▸ **ASSIGNMENT**:
Would you transcribe all of the entries that follow, word for word?

▸ **Saved entries**:
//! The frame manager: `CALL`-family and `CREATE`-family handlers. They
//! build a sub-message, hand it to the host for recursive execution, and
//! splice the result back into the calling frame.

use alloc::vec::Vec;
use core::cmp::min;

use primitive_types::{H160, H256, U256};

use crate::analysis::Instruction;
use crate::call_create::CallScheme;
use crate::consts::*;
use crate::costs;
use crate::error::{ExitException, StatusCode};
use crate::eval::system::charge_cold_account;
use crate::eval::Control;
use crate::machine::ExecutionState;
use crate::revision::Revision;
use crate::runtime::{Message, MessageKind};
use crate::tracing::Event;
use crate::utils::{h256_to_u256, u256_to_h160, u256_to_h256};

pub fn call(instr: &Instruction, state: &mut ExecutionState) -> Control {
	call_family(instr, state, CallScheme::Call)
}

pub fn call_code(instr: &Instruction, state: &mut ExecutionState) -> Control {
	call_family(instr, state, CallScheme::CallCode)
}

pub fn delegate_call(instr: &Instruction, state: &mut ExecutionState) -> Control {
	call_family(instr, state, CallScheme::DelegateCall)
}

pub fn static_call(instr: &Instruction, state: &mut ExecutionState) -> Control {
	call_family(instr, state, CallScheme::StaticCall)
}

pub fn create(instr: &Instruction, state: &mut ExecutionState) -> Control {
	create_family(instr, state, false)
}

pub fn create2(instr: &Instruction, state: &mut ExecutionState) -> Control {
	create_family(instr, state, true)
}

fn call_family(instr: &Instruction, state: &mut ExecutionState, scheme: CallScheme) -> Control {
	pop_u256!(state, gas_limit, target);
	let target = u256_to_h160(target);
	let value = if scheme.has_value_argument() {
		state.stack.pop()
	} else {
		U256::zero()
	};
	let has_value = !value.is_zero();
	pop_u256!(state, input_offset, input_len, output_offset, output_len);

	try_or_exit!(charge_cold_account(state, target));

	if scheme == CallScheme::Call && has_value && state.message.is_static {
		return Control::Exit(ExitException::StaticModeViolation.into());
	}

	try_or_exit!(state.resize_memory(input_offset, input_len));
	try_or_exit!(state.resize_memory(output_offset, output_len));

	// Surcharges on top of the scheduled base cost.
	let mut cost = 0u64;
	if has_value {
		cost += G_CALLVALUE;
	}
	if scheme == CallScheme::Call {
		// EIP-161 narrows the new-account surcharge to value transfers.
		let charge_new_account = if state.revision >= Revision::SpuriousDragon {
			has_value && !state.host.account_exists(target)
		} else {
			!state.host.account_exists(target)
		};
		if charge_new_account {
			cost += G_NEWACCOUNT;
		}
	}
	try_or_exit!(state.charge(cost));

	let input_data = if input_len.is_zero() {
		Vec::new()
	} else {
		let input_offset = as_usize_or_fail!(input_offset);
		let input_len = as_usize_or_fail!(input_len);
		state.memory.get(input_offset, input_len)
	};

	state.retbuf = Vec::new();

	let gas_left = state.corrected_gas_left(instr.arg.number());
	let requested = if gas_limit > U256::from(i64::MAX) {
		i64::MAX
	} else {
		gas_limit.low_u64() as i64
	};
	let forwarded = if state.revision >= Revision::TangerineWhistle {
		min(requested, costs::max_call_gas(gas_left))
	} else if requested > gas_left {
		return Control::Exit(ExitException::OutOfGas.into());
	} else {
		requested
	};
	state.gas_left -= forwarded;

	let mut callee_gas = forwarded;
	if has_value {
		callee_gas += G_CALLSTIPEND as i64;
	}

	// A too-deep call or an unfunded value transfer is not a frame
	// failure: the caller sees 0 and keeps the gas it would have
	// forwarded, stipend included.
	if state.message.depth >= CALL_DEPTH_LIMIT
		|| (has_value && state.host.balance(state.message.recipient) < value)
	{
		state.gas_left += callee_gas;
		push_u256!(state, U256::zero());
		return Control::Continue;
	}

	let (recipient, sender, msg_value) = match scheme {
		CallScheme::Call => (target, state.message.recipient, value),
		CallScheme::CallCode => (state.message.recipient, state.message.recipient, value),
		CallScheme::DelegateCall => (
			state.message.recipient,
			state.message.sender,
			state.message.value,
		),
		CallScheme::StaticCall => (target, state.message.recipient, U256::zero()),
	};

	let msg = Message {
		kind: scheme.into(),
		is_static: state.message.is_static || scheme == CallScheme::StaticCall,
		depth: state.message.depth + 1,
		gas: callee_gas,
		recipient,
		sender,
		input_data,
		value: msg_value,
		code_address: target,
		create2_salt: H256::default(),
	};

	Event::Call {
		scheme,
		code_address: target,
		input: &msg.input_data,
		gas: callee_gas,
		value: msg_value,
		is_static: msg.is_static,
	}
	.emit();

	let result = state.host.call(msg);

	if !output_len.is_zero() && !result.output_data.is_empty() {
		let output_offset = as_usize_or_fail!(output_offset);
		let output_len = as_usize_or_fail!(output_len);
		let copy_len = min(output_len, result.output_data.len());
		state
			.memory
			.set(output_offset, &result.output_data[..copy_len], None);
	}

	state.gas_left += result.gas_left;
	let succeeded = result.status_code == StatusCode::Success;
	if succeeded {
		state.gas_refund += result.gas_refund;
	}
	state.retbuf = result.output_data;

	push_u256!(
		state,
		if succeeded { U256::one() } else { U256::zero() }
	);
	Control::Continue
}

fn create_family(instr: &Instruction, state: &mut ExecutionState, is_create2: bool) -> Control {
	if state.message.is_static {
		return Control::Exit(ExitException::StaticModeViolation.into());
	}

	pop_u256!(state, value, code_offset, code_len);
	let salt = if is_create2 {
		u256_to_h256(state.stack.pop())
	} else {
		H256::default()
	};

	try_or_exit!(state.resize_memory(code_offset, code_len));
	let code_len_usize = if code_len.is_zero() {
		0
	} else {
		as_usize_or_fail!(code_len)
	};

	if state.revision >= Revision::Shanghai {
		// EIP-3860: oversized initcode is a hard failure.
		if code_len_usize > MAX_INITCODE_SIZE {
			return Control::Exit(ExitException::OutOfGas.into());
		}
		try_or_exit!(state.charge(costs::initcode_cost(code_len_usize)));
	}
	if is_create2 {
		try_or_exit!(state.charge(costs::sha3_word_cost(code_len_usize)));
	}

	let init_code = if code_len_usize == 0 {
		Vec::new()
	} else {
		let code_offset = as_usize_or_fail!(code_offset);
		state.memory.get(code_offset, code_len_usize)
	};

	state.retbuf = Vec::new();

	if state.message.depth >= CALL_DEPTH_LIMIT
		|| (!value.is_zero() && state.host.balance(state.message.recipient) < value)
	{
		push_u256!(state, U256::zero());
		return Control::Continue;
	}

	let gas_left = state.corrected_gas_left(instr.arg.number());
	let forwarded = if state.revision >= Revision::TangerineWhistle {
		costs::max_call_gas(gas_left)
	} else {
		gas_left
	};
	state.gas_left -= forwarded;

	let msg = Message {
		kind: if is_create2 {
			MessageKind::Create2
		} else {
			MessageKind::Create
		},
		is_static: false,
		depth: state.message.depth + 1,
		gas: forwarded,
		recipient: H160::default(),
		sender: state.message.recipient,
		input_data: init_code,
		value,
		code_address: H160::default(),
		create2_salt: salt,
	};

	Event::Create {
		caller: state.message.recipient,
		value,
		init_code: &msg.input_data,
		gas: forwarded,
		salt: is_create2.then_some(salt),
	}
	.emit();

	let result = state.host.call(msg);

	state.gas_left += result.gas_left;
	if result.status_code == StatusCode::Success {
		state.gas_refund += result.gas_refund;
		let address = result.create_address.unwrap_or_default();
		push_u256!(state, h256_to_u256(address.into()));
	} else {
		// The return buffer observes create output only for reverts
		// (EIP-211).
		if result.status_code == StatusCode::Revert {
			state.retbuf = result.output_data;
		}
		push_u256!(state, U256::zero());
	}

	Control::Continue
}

▸ **RESPONSE TO THE TASK**:
//! The frame manager: `CALL`-family and `CREATE`-family handlers. They
//! build a sub-message, hand it to the host for recursive execution, and
//! splice the result back into the calling frame.

use alloc::vec::Vec;
use core::cmp::min;

use primitive_types::{H160, H256, U256};

use crate::analysis::Instruction;
use crate::call_create::CallScheme;
use crate::consts::*;
use crate::costs;
use crate::error::{ExitException, StatusCode};
use crate::eval::system::charge_cold_account;
use crate::eval::Control;
use crate::machine::ExecutionState;
use crate::revision::Revision;
use crate::runtime::{Message, MessageKind};
use crate::tracing::Event;
use crate::utils::{h256_to_u256, u256_to_h160, u256_to_h256};

pub fn call(instr: &Instruction, state: &mut ExecutionState) -> Control {
	call_family(instr, state, CallScheme::Call)
}

pub fn call_code(instr: &Instruction, state: &mut ExecutionState) -> Control {
	call_family(instr, state, CallScheme::CallCode)
}

pub fn delegate_call(instr: &Instruction, state: &mut ExecutionState) -> Control {
	call_family(instr, state, CallScheme::DelegateCall)
}

pub fn static_call(instr: &Instruction, state: &mut ExecutionState) -> Control {
	call_family(instr, state, CallScheme::StaticCall)
}

pub fn create(instr: &Instruction, state: &mut ExecutionState) -> Control {
	create_family(instr, state, false)
}

pub fn create2(instr: &Instruction, state: &mut ExecutionState) -> Control {
	create_family(instr, state, true)
}

fn call_family(instr: &Instruction, state: &mut ExecutionState, scheme: CallScheme) -> Control {
	pop_u256!(state, gas_limit, target);
	let target = u256_to_h160(target);
	let value = if scheme.has_value_argument() {
		state.stack.pop()
	} else {
		U256::zero()
	};
	let has_value = !value.is_zero();
	pop_u256!(state, input_offset, input_len, output_offset, output_len);

	try_or_exit!(charge_cold_account(state, target));

	if scheme == CallScheme::Call && has_value && state.message.is_static {
		return Control::Exit(ExitException::StaticModeViolation.into());
	}

	try_or_exit!(state.resize_memory(input_offset, input_len));
	try_or_exit!(state.resize_memory(output_offset, output_len));

	// Surcharges on top of the scheduled base cost.
	let mut cost = 0u64;
	if has_value {
		cost += G_CALLVALUE;
	}
	if scheme == CallScheme::Call {
		// EIP-161 narrows the new-account surcharge to value transfers.
		let charge_new_account = if state.revision >= Revision::SpuriousDragon {
			has_value && !state.host.account_exists(target)
		} else {
			!state.host.account_exists(target)
		};
		if charge_new_account {
			cost += G_NEWACCOUNT;
		}
	}
	try_or_exit!(state.charge(cost));

	let input_data = if input_len.is_zero() {
		Vec::new()
	} else {
		let input_offset = as_usize_or_fail!(input_offset);
		let input_len = as_usize_or_fail!(input_len);
		state.memory.get(input_offset, input_len)
	};

	state.retbuf = Vec::new();

	let gas_left = state.corrected_gas_left(instr.arg.number());
	let requested = if gas_limit > U256::from(i64::MAX) {
		i64::MAX
	} else {
		gas_limit.low_u64() as i64
	};
	let forwarded = if state.revision >= Revision::TangerineWhistle {
		min(requested, costs::max_call_gas(gas_left))
	} else if requested > gas_left {
		return Control::Exit(ExitException::OutOfGas.into());
	} else {
		requested
	};
	state.gas_left -= forwarded;

	let mut callee_gas = forwarded;
	if has_value {
		callee_gas += G_CALLSTIPEND as i64;
	}

	// A too-deep call or an unfunded value transfer is not a frame
	// failure: the caller sees 0 and keeps the gas it would have
	// forwarded, stipend included.
	if state.message.depth >= CALL_DEPTH_LIMIT
		|| (has_value && state.host.balance(state.message.recipient) < value)
	{
		state.gas_left += callee_gas;
		push_u256!(state, U256::zero());
		return Control::Continue;
	}

	let (recipient, sender, msg_value) = match scheme {
		CallScheme::Call => (target, state.message.recipient, value),
		CallScheme::CallCode => (state.message.recipient, state.message.recipient, value),
		CallScheme::DelegateCall => (
			state.message.recipient,
			state.message.sender,
			state.message.value,
		),
		CallScheme::StaticCall => (target, state.message.recipient, U256::zero()),
	};

	let msg = Message {
		kind: scheme.into(),
		is_static: state.message.is_static || scheme == CallScheme::StaticCall,
		depth: state.message.depth + 1,
		gas: callee_gas,
		recipient,
		sender,
		input_data,
		value: msg_value,
		code_address: target,
		create2_salt: H256::default(),
	};

	Event::Call {
		scheme,
		code_address: target,
		input: &msg.input_data,
		gas: callee_gas,
		value: msg_value,
		is_static: msg.is_static,
	}
	.emit();

	let result = state.host.call(msg);

	if !output_len.is_zero() && !result.output_data.is_empty() {
		let output_offset = as_usize_or_fail!(output_offset);
		let output_len = as_usize_or_fail!(output_len);
		let copy_len = min(output_len, result.output_data.len());
		state
			.memory
			.set(output_offset, &result.output_data[..copy_len], None);
	}

	state.gas_left += result.gas_left;
	let succeeded = result.status_code == StatusCode::Success;
	if succeeded {
		state.gas_refund += result.gas_refund;
	}
	state.retbuf = result.output_data;

	push_u256!(
		state,
		if succeeded { U256::one() } else { U256::zero() }
	);
	Control::Continue
}

fn create_family(instr: &Instruction, state: &mut ExecutionState, is_create2: bool) -> Control {
	if state.message.is_static {
		return Control::Exit(ExitException::StaticModeViolation.into());
	}

	pop_u256!(state, value, code_offset, code_len);
	let salt = if is_create2 {
		u256_to_h256(state.stack.pop())
	} else {
		H256::default()
	};

	try_or_exit!(state.resize_memory(code_offset, code_len));
	let code_len_usize = if code_len.is_zero() {
		0
	} else {
		as_usize_or_fail!(code_len)
	};

	if state.revision >= Revision::Shanghai {
		// EIP-3860: oversized initcode is a hard failure.
		if code_len_usize > MAX_INITCODE_SIZE {
			return Control::Exit(ExitException::OutOfGas.into());
		}
		try_or_exit!(state.charge(costs::initcode_cost(code_len_usize)));
	}
	if is_create2 {
		try_or_exit!(state.charge(costs::sha3_word_cost(code_len_usize)));
	}

	let init_code = if code_len_usize == 0 {
		Vec::new()
	} else {
		let code_offset = as_usize_or_fail!(code_offset);
		state.memory.get(code_offset, code_len_usize)
	};

	state.retbuf = Vec::new();

	if state.message.depth >= CALL_DEPTH_LIMIT
		|| (!value.is_zero() && state.host.balance(state.message.recipient) < value)
	{
		push_u256!(state, U256::zero());
		return Control::Continue;
	}

	let gas_left = state.corrected_gas_left(instr.arg.number());
	let forwarded = if state.revision >= Revision::TangerineWhistle {
		costs::max_call_gas(gas_left)
	} else {
		gas_left
	};
	state.gas_left -= forwarded;

	let msg = Message {
		kind: if is_create2 {
			MessageKind::Create2
		} else {
			MessageKind::Create
		},
		is_static: false,
		depth: state.message.depth + 1,
		gas: forwarded,
		recipient: H160::default(),
		sender: state.message.recipient,
		input_data: init_code,
		value,
		code_address: H160::default(),
		create2_salt: salt,
	};

	Event::Create {
		caller: state.message.recipient,
		value,
		init_code: &msg.input_data,
		gas: forwarded,
		salt: is_create2.then_some(salt),
	}
	.emit();

	let result = state.host.call(msg);

	state.gas_left += result.gas_left;
	if result.status_code == StatusCode::Success {
		state.gas_refund += result.gas_refund;
		let address = result.create_address.unwrap_or_default();
		push_u256!(state, h256_to_u256(address.into()));
	} else {
		// The return buffer observes create output only for reverts
		// (EIP-211).
		if result.status_code == StatusCode::Revert {
			state.retbuf = result.output_data;
		}
		push_u256!(state, U256::zero());
	}

	Control::Continue
}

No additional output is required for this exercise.